Ce rapport ne représente que la première étape d’une série de mesures nécessaires.
Le gouvernement Harper a exprimé clairement sa volonté de considérer les mères et les enfants comme une priorité. Il se voit aujourd’hui offrir une occasion unique d’améliorer la santé de nos enfants. En effet, un investissement dans la collecte de données, les pratiques exemplaires et l’amélioration des règlements se traduira par la production de connaissances indispensables — tout en attirant des investissements étrangers.
La preuve ? L’expérience du Royaume-Uni démontre que le fait d’investir dans une infrastructure-réseau dédiée à la recherche clinique pousse l’industrie pharmaceutique et les établissements publics à caractère scientifique à s’investir à leur tour. Par la suite, les résultats découlant de tout le travail accompli sont mis en pratique par les prestataires de santé dans le cadre de leurs interventions quotidiennes, conduisant ainsi à l’amélioration des résultats de santé chez les enfants malades.
Le Canada occupe une position avantageuse qui devrait lui permettre de bien rentabiliser son investissement, puisqu’on y trouve déjà des réseaux de collaboration dédiés à la recherche sur différentes maladies. De plus, les organisations ayant pour vocation première de veiller à la santé des enfants entretiennent déjà des rapports de collaboration et de coordination exceptionnels.
En investissant dès aujourd’hui, le Canada pourrait sauter du dernier au premier rang et devenir le chef de file mondial de la recherche sur les produits thérapeutiques destinés aux enfants et aux adolescents.
Martin Offringa est professeur de pédiatrie à l’Université de Toronto, néonatologiste et chercheur principal en sciences de la santé de l’enfant au Hospital for Sick Children.
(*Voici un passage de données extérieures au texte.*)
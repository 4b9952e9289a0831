use crate::cli::parser::Commands;
use crate::config::Config;
use crate::errors::AppResult;
use crate::ui::messages::{info, success, warning};

use super::{audit, open_class_store};
use std::io::{self, Write};

/// Ask a yes/no confirmation from the user
fn ask_confirmation(prompt: &str) -> bool {
    warning(prompt);
    print!("Confirm [y/N]: ");
    let _ = io::stdout().flush();

    let mut s = String::new();
    if io::stdin().read_line(&mut s).is_ok() {
        matches!(s.trim().to_lowercase().as_str(), "y" | "yes")
    } else {
        false
    }
}

pub fn handle(cmd: &Commands, cfg: &Config) -> AppResult<()> {
    if let Commands::Del { id, yes } = cmd {
        let mut classes = open_class_store(cfg)?;

        // fail on unknown ids before prompting
        let target = classes.get(*id)?;

        if !*yes {
            let prompt = format!(
                "Delete class #{} \"{}\" on {}? This action is irreversible.",
                target.id,
                target.subject,
                target.date_str()
            );
            if !ask_confirmation(&prompt) {
                info("Operation cancelled.");
                return Ok(());
            }
        }

        let removed = classes.delete(*id)?;
        audit(
            classes.repository().store(),
            "del",
            &removed.id.to_string(),
            &format!("{} on {}", removed.subject, removed.date_str()),
        );

        success(format!(
            "Class #{} \"{}\" has been removed from the schedule.",
            removed.id, removed.subject
        ));
    }

    Ok(())
}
Terry P. Klassen est conseiller auprès du site EvidenceNetwork.ca, pédiatre urgentiste et épidémiologiste clinique. Il est président-directeur général et directeur scientifique du Manitoba Institute of Child Health, ainsi que président fondateur du Groupe de recherche en urgence pédiatrique du Canada.
Les deux auteurs siègent parmi de nombreux autres experts au sein du comité chargé de l’étude sur les produits thérapeutiques pour enfants menée par le Conseil des académies canadiennes.